In October 2015, AMD released the AMD ACL 1.0 Beta 2, the second version of the AMD Compute Library (ACL), which provided important improvements in the clBLAS, clFFT, and clSPARSE libraries relative to the Beta 1 release. Since then, the team has worked hard to release even more improvements.
The GA release continues AMD’s goal of providing a unified repository for a variety of open-source math libraries that allow you to accelerate computations on AMD GPUs, APUs, and CPUs. All of the source code, readmes, and documentation are available at the respective GitHub links listed at the end of this post.
In the following sections, we’ll list the significant features in the GA, Beta 2, and Beta 1 releases.
The AutoGEMM functionality included in Beta 2 allowed users to automatically generate optimized kernels for various matrix sizes, but was restricted to “Hawaii”-based dGPUs. The GA version of clBLAS takes this feature to “Fiji”-based dGPUs—you can now generate optimized kernels for “Fiji”-based dGPUs.
The GA version of clBLAS also introduces a fix for multi-GPU and multi-context support.

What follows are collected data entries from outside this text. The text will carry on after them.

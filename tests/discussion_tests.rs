use async_trait::async_trait;
use nero::config::{EndpointConfig, Transport};
use nero::discussion::{
    ActionItem, ActionStatus, Assignee, DiscussionEngine, DiscussionEventKind, DiscussionLogEntry,
    DiscussionStatus, MessageKind, NewMessage, Priority, Resolution, ResolutionKind,
};
use nero::error::CollabError;
use nero::event::EventHandler;
use nero::registry::ClientRegistry;
use nero::session::{Citation, SessionStore};
use nero::tool_protocol::{ErrorKind, ToolRequest};
use nero::tool_protocols::LocalToolProtocol;
use serde_json::json;
use std::sync::{Arc, Mutex};
use std::time::Duration;

async fn engine_with_session() -> (DiscussionEngine, String) {
    let store = Arc::new(SessionStore::new());
    let session = store.create_session(None, json!({}), None).await;
    (DiscussionEngine::new(store), session.id)
}

fn consensus() -> Resolution {
    Resolution::new(
        ResolutionKind::Consensus,
        "Boiler 2 exceeded its NOx limit",
        "File a deviation report",
    )
    .with_agreeing(vec!["monitor".into(), "permit".into()])
    .with_reasoning("Both readings exceed 40 ppm")
}

#[tokio::test]
async fn test_discussion_flow_to_resolution() {
    let (engine, session_id) = engine_with_session().await;
    let discussion = engine
        .start_discussion(
            &session_id,
            "Is the NOx limit exceeded?",
            vec!["monitor".into(), "permit".into(), "monitor".into()],
        )
        .await
        .unwrap();
    assert_eq!(discussion.status, DiscussionStatus::Active);
    assert_eq!(discussion.participants, vec!["monitor", "permit"]);

    let question = engine
        .add_message(
            &session_id,
            &discussion.id,
            NewMessage::new("permit", MessageKind::Question, "Which unit?"),
        )
        .await
        .unwrap();
    let answer = engine
        .add_message(
            &session_id,
            &discussion.id,
            NewMessage::new("monitor", MessageKind::Response, "Boiler 2")
                .in_response_to(&question.id)
                .with_citation(Citation::new("cems", "boiler-2/2026-09"))
                .with_confidence(0.9),
        )
        .await
        .unwrap();
    assert_eq!(answer.in_response_to.as_deref(), Some(question.id.as_str()));

    let resolved = engine
        .resolve_discussion(&session_id, &discussion.id, consensus())
        .await
        .unwrap();
    assert_eq!(resolved.status, DiscussionStatus::Resolved);
    assert!(resolved.completed_at.is_some());
    assert_eq!(resolved.messages.len(), 2);
    assert_eq!(resolved.messages[0].id, question.id);
    assert_eq!(resolved.messages[1].id, answer.id);

    let session = engine.store().get_session(&session_id).await.unwrap();
    assert!(session.participants.contains("permit"));
    let stored = session.discussion(&discussion.id).unwrap();
    let resolution = stored.resolution.as_ref().unwrap();
    assert_eq!(resolution.kind, ResolutionKind::Consensus);
    assert_eq!(resolution.decision, "File a deviation report");
    assert_eq!(resolution.agreeing, vec!["monitor", "permit"]);
}

#[tokio::test]
async fn test_resolve_unknown_ids_is_not_found() {
    let (engine, session_id) = engine_with_session().await;

    let missing_discussion = engine
        .resolve_discussion(&session_id, "nope", consensus())
        .await
        .unwrap_err();
    assert!(matches!(
        missing_discussion,
        CollabError::DiscussionNotFound { .. }
    ));
    assert!(missing_discussion.is_not_found());

    let missing_session = engine
        .resolve_discussion("ghost", "nope", consensus())
        .await
        .unwrap_err();
    assert_eq!(missing_session, CollabError::SessionNotFound("ghost".into()));
}

#[tokio::test]
async fn test_closed_discussion_rejects_messages_and_second_resolve() {
    let (engine, session_id) = engine_with_session().await;
    let discussion = engine
        .start_discussion(&session_id, "topic", vec!["a".into()])
        .await
        .unwrap();
    engine
        .resolve_discussion(&session_id, &discussion.id, consensus())
        .await
        .unwrap();

    let late = engine
        .add_message(
            &session_id,
            &discussion.id,
            NewMessage::new("a", MessageKind::Statement, "one more thing"),
        )
        .await
        .unwrap_err();
    assert_eq!(
        late,
        CollabError::DiscussionClosed {
            discussion_id: discussion.id.clone(),
            status: DiscussionStatus::Resolved,
        }
    );

    let again = engine
        .resolve_discussion(&session_id, &discussion.id, consensus())
        .await
        .unwrap_err();
    assert!(matches!(again, CollabError::DiscussionClosed { .. }));
    assert!(engine
        .escalate_discussion(&session_id, &discussion.id, "too late")
        .await
        .is_err());
}

#[tokio::test]
async fn test_escalate_defer_and_reopen() {
    let (engine, session_id) = engine_with_session().await;
    let first = engine
        .start_discussion(&session_id, "needs a human", vec!["a".into()])
        .await
        .unwrap();
    let second = engine
        .start_discussion(&session_id, "later", vec!["b".into()])
        .await
        .unwrap();

    let escalated = engine
        .escalate_discussion(&session_id, &first.id, "conflicting permits")
        .await
        .unwrap();
    assert_eq!(escalated.status, DiscussionStatus::Escalated);
    assert!(escalated.resolution.is_none());
    assert!(escalated.completed_at.is_some());

    let deferred = engine
        .defer_discussion(&session_id, &second.id, "waiting on data")
        .await
        .unwrap();
    assert_eq!(deferred.status, DiscussionStatus::Deferred);
    assert!(deferred.completed_at.is_some());

    let reopened = engine
        .reopen_discussion(&session_id, &first.id, "human answered")
        .await
        .unwrap();
    assert_eq!(reopened.status, DiscussionStatus::Active);
    assert!(reopened.completed_at.is_none());
    engine
        .add_message(
            &session_id,
            &first.id,
            NewMessage::new("a", MessageKind::Statement, "resuming"),
        )
        .await
        .unwrap();

    let twice = engine
        .reopen_discussion(&session_id, &first.id, "again")
        .await
        .unwrap_err();
    assert!(matches!(twice, CollabError::InvalidTransition { .. }));

    let listed = engine.list_discussions(&session_id).await;
    assert_eq!(listed.len(), 2);
    assert_eq!(listed[0].id, first.id);
}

Earlier releases supported only an OpenCL™ context with an identical dGPU. The GA version fixes this such that it runs wells with systems with different dGPUs.

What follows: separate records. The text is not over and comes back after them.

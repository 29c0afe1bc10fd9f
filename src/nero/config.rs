//! Configuration for the NERO collaboration runtime.
//!
//! Provides [`NeroConfig`] for runtime-wide defaults and [`EndpointConfig`] for
//! describing a single tool endpoint. Users construct these manually; endpoint
//! catalogs may also be loaded from JSON with [`NeroConfig::endpoints_from_json`].
//!
//! # Example
//!
//! ```rust
//! use nero::config::{NeroConfig, Transport};
//! use std::time::Duration;
//!
//! let config = NeroConfig::default();
//! let endpoint = config
//!     .endpoint("epa-echo", Transport::Http { url: "http://localhost:8080".into() })
//!     .with_max_retries(5)
//!     .with_retry_delay(Duration::from_millis(250));
//!
//! assert_eq!(endpoint.max_retries, 5);
//! assert_eq!(endpoint.timeout, config.default_timeout);
//! ```

use serde::{Deserialize, Serialize};
use std::time::Duration;

const DEFAULT_TIMEOUT_MS: u64 = 30_000;
const DEFAULT_MAX_RETRIES: u32 = 3;
const DEFAULT_RETRY_DELAY_MS: u64 = 1_000;

/// How a tool endpoint is reached.
#[derive(Debug, Clone, PartialEq, Eq, Serialize, Deserialize)]
#[serde(tag = "kind", rename_all = "kebab-case")]
pub enum Transport {
    /// An in-process pipe, resolved by name against locally registered protocols.
    InProcess { name: String },
    /// An HTTP tool server.
    Http { url: String },
    /// A socket stream speaking newline-delimited JSON.
    Socket { address: String },
}

impl Transport {
    /// Short label used in logs.
    pub fn kind(&self) -> &'static str {
        match self {
            Transport::InProcess { .. } => "in-process",
            Transport::Http { .. } => "http",
            Transport::Socket { .. } => "socket",
        }
    }
}

/// Immutable description of one tool endpoint. One config backs exactly one client.
#[derive(Debug, Clone, PartialEq, Eq, Serialize, Deserialize)]
pub struct EndpointConfig {
    pub id: String,
    pub transport: Transport,
    /// Per-attempt timeout.
    #[serde(with = "duration_ms", default = "default_timeout")]
    pub timeout: Duration,
    /// Retries after the first attempt.
    #[serde(default = "default_max_retries")]
    pub max_retries: u32,
    /// Base delay for linear backoff (`retry_delay * attempt_number`).
    #[serde(with = "duration_ms", default = "default_retry_delay")]
    pub retry_delay: Duration,
}

impl EndpointConfig {
    /// Create a config with the crate defaults (30s timeout, 3 retries, 1s base delay).
    pub fn new(id: impl Into<String>, transport: Transport) -> Self {
        Self {
            id: id.into(),
            transport,
            timeout: default_timeout(),
            max_retries: DEFAULT_MAX_RETRIES,
            retry_delay: default_retry_delay(),
        }
    }

    pub fn with_timeout(mut self, timeout: Duration) -> Self {
        self.timeout = timeout;
        self
    }

    pub fn with_max_retries(mut self, max_retries: u32) -> Self {
        self.max_retries = max_retries;
        self
    }

    pub fn with_retry_delay(mut self, retry_delay: Duration) -> Self {
        self.retry_delay = retry_delay;
        self
    }
}

fn default_timeout() -> Duration {
    Duration::from_millis(DEFAULT_TIMEOUT_MS)
}

fn default_max_retries() -> u32 {
    DEFAULT_MAX_RETRIES
}

fn default_retry_delay() -> Duration {
    Duration::from_millis(DEFAULT_RETRY_DELAY_MS)
}

/// Runtime-wide defaults.
///
/// This struct is intentionally minimal and users construct it however they want.
#[derive(Debug, Clone, PartialEq, Eq)]
pub struct NeroConfig {
    /// Timeout applied to endpoints created through [`NeroConfig::endpoint`].
    pub default_timeout: Duration,
    pub default_max_retries: u32,
    pub default_retry_delay: Duration,
    /// Capacity of each client's recent-error ring.
    pub error_ring_capacity: usize,
    /// Sessions idle for longer than this are eligible for expiry.
    pub session_idle_ttl: Duration,
}

impl Default for NeroConfig {
    fn default() -> Self {
        Self {
            default_timeout: default_timeout(),
            default_max_retries: DEFAULT_MAX_RETRIES,
            default_retry_delay: default_retry_delay(),
            error_ring_capacity: 100,
            session_idle_ttl: Duration::from_secs(3600),
        }
    }
}

impl NeroConfig {
    /// Build an [`EndpointConfig`] seeded with this config's defaults.
    pub fn endpoint(&self, id: impl Into<String>, transport: Transport) -> EndpointConfig {
        EndpointConfig::new(id, transport)
            .with_timeout(self.default_timeout)
            .with_max_retries(self.default_max_retries)
            .with_retry_delay(self.default_retry_delay)
    }

    /// Parse an endpoint catalog (a JSON array of endpoint configs).
    ///
    /// Missing `timeout`, `max_retries` and `retry_delay` fields fall back to the
    /// crate defaults. Durations are expressed in milliseconds.
    ///
    /// ```rust
    /// use nero::config::{NeroConfig, Transport};
    ///
    /// let endpoints = NeroConfig::endpoints_from_json(r#"[
    ///     {"id": "frs", "transport": {"kind": "http", "url": "http://frs.local"}, "timeout": 5000},
    ///     {"id": "calc", "transport": {"kind": "in-process", "name": "calc"}}
    /// ]"#).unwrap();
    ///
    /// assert_eq!(endpoints.len(), 2);
    /// assert_eq!(endpoints[1].transport, Transport::InProcess { name: "calc".into() });
    /// ```
    pub fn endpoints_from_json(json: &str) -> Result<Vec<EndpointConfig>, serde_json::Error> {
        serde_json::from_str(json)
    }
}

/// Serde helpers storing a [`Duration`] as whole milliseconds.
pub(crate) mod duration_ms {
    use serde::{Deserialize, Deserializer, Serializer};
    use std::time::Duration;

    pub fn serialize<S: Serializer>(duration: &Duration, serializer: S) -> Result<S::Ok, S::Error> {
        serializer.serialize_u64(duration.as_millis() as u64)
    }

    pub fn deserialize<'de, D: Deserializer<'de>>(deserializer: D) -> Result<Duration, D::Error> {
        Ok(Duration::from_millis(u64::deserialize(deserializer)?))
    }
}

/// Same as [`duration_ms`] for optional durations.
pub(crate) mod option_duration_ms {
    use serde::{Deserialize, Deserializer, Serializer};
    use std::time::Duration;

    pub fn serialize<S: Serializer>(
        duration: &Option<Duration>,
        serializer: S,
    ) -> Result<S::Ok, S::Error> {
        match duration {
            Some(d) => serializer.serialize_some(&(d.as_millis() as u64)),
            None => serializer.serialize_none(),
        }
    }

    pub fn deserialize<'de, D: Deserializer<'de>>(
        deserializer: D,
    ) -> Result<Option<Duration>, D::Error> {
        Ok(Option::<u64>::deserialize(deserializer)?.map(Duration::from_millis))
    }
}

For context, see the features introduced in the clBLAS Beta 2 and Beta 1 versions at a glance.
The Beta 2 version of clFFT included a pre-callback feature that enables faster custom pre-processing of input data directly by the library via a user callback function. The GA version goes a step further: it introduces a post-call back feature that enables faster custom post-processing of output data directly by the library via a user callback function. For more information about the post-call back feature, see this blog.
The GA version of clFFT increases the range of sizes supported for 1D in-place transforms while enabling really large-size 1D FFTs.

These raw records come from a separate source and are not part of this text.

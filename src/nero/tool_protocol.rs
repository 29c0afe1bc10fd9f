//! Tool Protocol Abstraction Layer
//!
//! This module defines the contract between the runtime and an out-of-process tool
//! endpoint, plus the value types that flow through every tool invocation.
//!
//! # Architecture
//!
//! ```text
//! caller → ClientRegistry → EndpointClient (retry, metrics) → ToolProtocol (trait)
//!                                                               └─ [in-process | HTTP | socket]
//! ```
//!
//! The endpoint itself is a black box: it may succeed, fail, or never answer. The
//! runtime only relies on a call that returns a payload or an error; timeouts are
//! enforced by the client, and idempotency is not assumed (a retry may re-run side
//! effects on the endpoint).
//!
//! # Example
//!
//! ```rust
//! use nero::tool_protocol::{ErrorKind, ToolRequest, classify_error_message};
//! use serde_json::json;
//!
//! let request = ToolRequest::new("frs", "lookup_facility")
//!     .with_argument("registry_id", json!("110000350174"))
//!     .with_agent("permit-agent");
//!
//! assert_eq!(request.arguments["registry_id"], "110000350174");
//! assert_eq!(classify_error_message("connection refused"), ErrorKind::Connection);
//! ```

use crate::nero::config::{duration_ms, option_duration_ms};
use async_trait::async_trait;
use chrono::{DateTime, Utc};
use serde::{Deserialize, Serialize};
use serde_json::Value as JsonValue;
use std::error::Error;
use std::fmt;
use std::time::Duration;

/// Argument bag passed to a tool.
pub type ToolArguments = serde_json::Map<String, JsonValue>;

/// Trait implemented by every endpoint transport.
#[async_trait]
pub trait ToolProtocol: Send + Sync {
    /// Invoke `tool_name` with the given arguments, returning the raw result payload.
    async fn call(
        &self,
        tool_name: &str,
        arguments: &ToolArguments,
    ) -> Result<JsonValue, Box<dyn Error + Send + Sync>>;

    /// Protocol identifier (e.g. "in-process", "http", "socket").
    fn protocol_name(&self) -> &str;
}

/// Transport-level failures raised by the built-in protocols.
///
/// The `Display` text of each variant carries the keyword the default
/// [`KeywordClassifier`] looks for, so these errors classify predictably.
#[derive(Debug, Clone)]
pub enum ToolError {
    /// Requested tool is not exposed by the endpoint.
    NotFound(String),
    /// Tool ran and reported an application level failure.
    ExecutionFailed(String),
    /// The endpoint rejected our credentials.
    Unauthorized(String),
    /// The endpoint reported a state conflict.
    Conflict(String),
    /// The endpoint could not be reached.
    Connection(String),
    /// Malformed response or other protocol error.
    ProtocolError(String),
}

impl fmt::Display for ToolError {
    fn fmt(&self, f: &mut fmt::Formatter<'_>) -> fmt::Result {
        match self {
            ToolError::NotFound(name) => write!(f, "Tool not found: {}", name),
            ToolError::ExecutionFailed(msg) => write!(f, "Tool execution failed: {}", msg),
            ToolError::Unauthorized(msg) => write!(f, "Authentication failed: {}", msg),
            ToolError::Conflict(msg) => write!(f, "Conflict: {}", msg),
            ToolError::Connection(msg) => write!(f, "Connection error: {}", msg),
            ToolError::ProtocolError(msg) => write!(f, "Protocol error: {}", msg),
        }
    }
}

impl Error for ToolError {}

/// Classified failure kinds surfaced by clients and the registry.
#[derive(Debug, Clone, Copy, PartialEq, Eq, Hash, Serialize, Deserialize)]
#[serde(rename_all = "kebab-case")]
pub enum ErrorKind {
    Timeout,
    Connection,
    Authentication,
    ToolError,
    Conflict,
    ServerError,
    EndpointNotFound,
    Cancelled,
}

impl ErrorKind {
    /// Stable string code, e.g. `"endpoint-not-found"`.
    pub fn code(&self) -> &'static str {
        match self {
            ErrorKind::Timeout => "timeout",
            ErrorKind::Connection => "connection",
            ErrorKind::Authentication => "authentication",
            ErrorKind::ToolError => "tool-error",
            ErrorKind::Conflict => "conflict",
            ErrorKind::ServerError => "server-error",
            ErrorKind::EndpointNotFound => "endpoint-not-found",
            ErrorKind::Cancelled => "cancelled",
        }
    }

    /// Whether another attempt could plausibly succeed.
    pub fn is_retryable(&self) -> bool {
        !matches!(
            self,
            ErrorKind::Authentication | ErrorKind::EndpointNotFound | ErrorKind::Cancelled
        )
    }
}

impl fmt::Display for ErrorKind {
    fn fmt(&self, f: &mut fmt::Formatter<'_>) -> fmt::Result {
        f.write_str(self.code())
    }
}

/// A failure tagged with an [`ErrorKind`].
#[derive(Debug, Clone, PartialEq, Serialize, Deserialize)]
pub struct ClassifiedError {
    pub kind: ErrorKind,
    pub message: String,
    /// Debug rendering of the underlying cause.
    pub cause: String,
}

impl ClassifiedError {
    pub fn new(kind: ErrorKind, message: impl Into<String>, cause: impl Into<String>) -> Self {
        Self {
            kind,
            message: message.into(),
            cause: cause.into(),
        }
    }

    /// Shorthand for the stable error code of this failure.
    pub fn code(&self) -> &'static str {
        self.kind.code()
    }

    pub(crate) fn from_source(kind: ErrorKind, error: &(dyn Error + Send + Sync + 'static)) -> Self {
        Self::new(kind, error.to_string(), format!("{:?}", error))
    }

    pub(crate) fn endpoint_not_found(endpoint_id: &str) -> Self {
        Self::new(
            ErrorKind::EndpointNotFound,
            format!("No client registered for endpoint '{}'", endpoint_id),
            "registry lookup",
        )
    }
}

impl fmt::Display for ClassifiedError {
    fn fmt(&self, f: &mut fmt::Formatter<'_>) -> fmt::Result {
        write!(f, "[{}] {}", self.kind, self.message)
    }
}

impl Error for ClassifiedError {}

/// Maps a raw transport failure onto an [`ErrorKind`].
///
/// Swap the default [`KeywordClassifier`] for a protocol-aware implementation
/// without touching the retry loop.
pub trait ErrorClassifier: Send + Sync {
    fn classify(&self, error: &(dyn Error + Send + Sync + 'static)) -> ErrorKind;
}

impl<F> ErrorClassifier for F
where
    F: Fn(&(dyn Error + Send + Sync + 'static)) -> ErrorKind + Send + Sync,
{
    fn classify(&self, error: &(dyn Error + Send + Sync + 'static)) -> ErrorKind {
        self(error)
    }
}

/// Best-effort classifier that inspects the error message for keyword hints.
#[derive(Debug, Clone, Copy, Default)]
pub struct KeywordClassifier;

impl ErrorClassifier for KeywordClassifier {
    fn classify(&self, error: &(dyn Error + Send + Sync + 'static)) -> ErrorKind {
        classify_error_message(&error.to_string())
    }
}

/// Keyword classification of an error message.
///
/// This is approximate: it matches substrings (`timeout`, `connection`, `auth`,
/// `conflict`, `tool`) in that order and falls back to [`ErrorKind::ServerError`].
pub fn classify_error_message(message: &str) -> ErrorKind {
    let lower = message.to_lowercase();
    if lower.contains("timeout") || lower.contains("timed out") {
        ErrorKind::Timeout
    } else if lower.contains("connection") || lower.contains("connect") {
        ErrorKind::Connection
    } else if lower.contains("auth") || lower.contains("forbidden") {
        ErrorKind::Authentication
    } else if lower.contains("conflict") {
        ErrorKind::Conflict
    } else if lower.contains("tool") {
        ErrorKind::ToolError
    } else {
        ErrorKind::ServerError
    }
}

/// An immutable request to run one tool on one endpoint.
#[derive(Debug, Clone, PartialEq, Serialize, Deserialize)]
pub struct ToolRequest {
    pub endpoint_id: String,
    pub tool_name: String,
    pub arguments: ToolArguments,
    /// Overrides the endpoint's configured per-attempt timeout.
    #[serde(with = "option_duration_ms", default)]
    pub timeout: Option<Duration>,
    pub session_id: Option<String>,
    pub agent_id: Option<String>,
}

impl ToolRequest {
    pub fn new(endpoint_id: impl Into<String>, tool_name: impl Into<String>) -> Self {
        Self {
            endpoint_id: endpoint_id.into(),
            tool_name: tool_name.into(),
            arguments: ToolArguments::new(),
            timeout: None,
            session_id: None,
            agent_id: None,
        }
    }

    pub fn with_argument(mut self, key: impl Into<String>, value: JsonValue) -> Self {
        self.arguments.insert(key.into(), value);
        self
    }

    pub fn with_arguments(mut self, arguments: ToolArguments) -> Self {
        self.arguments = arguments;
        self
    }

    pub fn with_timeout(mut self, timeout: Duration) -> Self {
        self.timeout = Some(timeout);
        self
    }

    pub fn with_session(mut self, session_id: impl Into<String>) -> Self {
        self.session_id = Some(session_id.into());
        self
    }

    pub fn with_agent(mut self, agent_id: impl Into<String>) -> Self {
        self.agent_id = Some(agent_id.into());
        self
    }
}

/// Metadata attached to every [`ToolResponse`].
#[derive(Debug, Clone, PartialEq, Serialize, Deserialize)]
pub struct ResponseMetadata {
    pub endpoint_id: String,
    pub tool_name: String,
    /// Wall time of the whole invocation, backoff included.
    #[serde(with = "duration_ms")]
    pub duration: Duration,
    pub timestamp: DateTime<Utc>,
    /// Retries spent after the first attempt.
    pub retry_count: u32,
}

/// Outcome of one tool invocation. Produced once and never mutated afterwards.
#[derive(Debug, Clone, PartialEq, Serialize, Deserialize)]
pub struct ToolResponse {
    pub outcome: Result<JsonValue, ClassifiedError>,
    pub metadata: ResponseMetadata,
}

impl ToolResponse {
    pub(crate) fn success(payload: JsonValue, metadata: ResponseMetadata) -> Self {
        Self {
            outcome: Ok(payload),
            metadata,
        }
    }

    pub(crate) fn failure(error: ClassifiedError, metadata: ResponseMetadata) -> Self {
        Self {
            outcome: Err(error),
            metadata,
        }
    }

    pub fn is_success(&self) -> bool {
        self.outcome.is_ok()
    }

    pub fn payload(&self) -> Option<&JsonValue> {
        self.outcome.as_ref().ok()
    }

    pub fn error(&self) -> Option<&ClassifiedError> {
        self.outcome.as_ref().err()
    }

    pub fn retry_count(&self) -> u32 {
        self.metadata.retry_count
    }
}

For context, see the features introduced in the clFFT Beta 2 and Beta 1 versions at a glance.
The v0.10 version of clSPARSE introduces an abstraction for the bitness width of indices. This release incorporates API changes to increase library usability and readability, so please refer to the project release notes for details.
For context, see the features introduced in the clSPARSE Beta 2 and Beta 1 versions at a glance.
The GA version of the clRNG library includes no changes from the Beta 1 version.
Beta 1 included the following features.
Have fun. Please provide your feedback at: https://community.amd.com/community/devgurus/amd-compute-libraries.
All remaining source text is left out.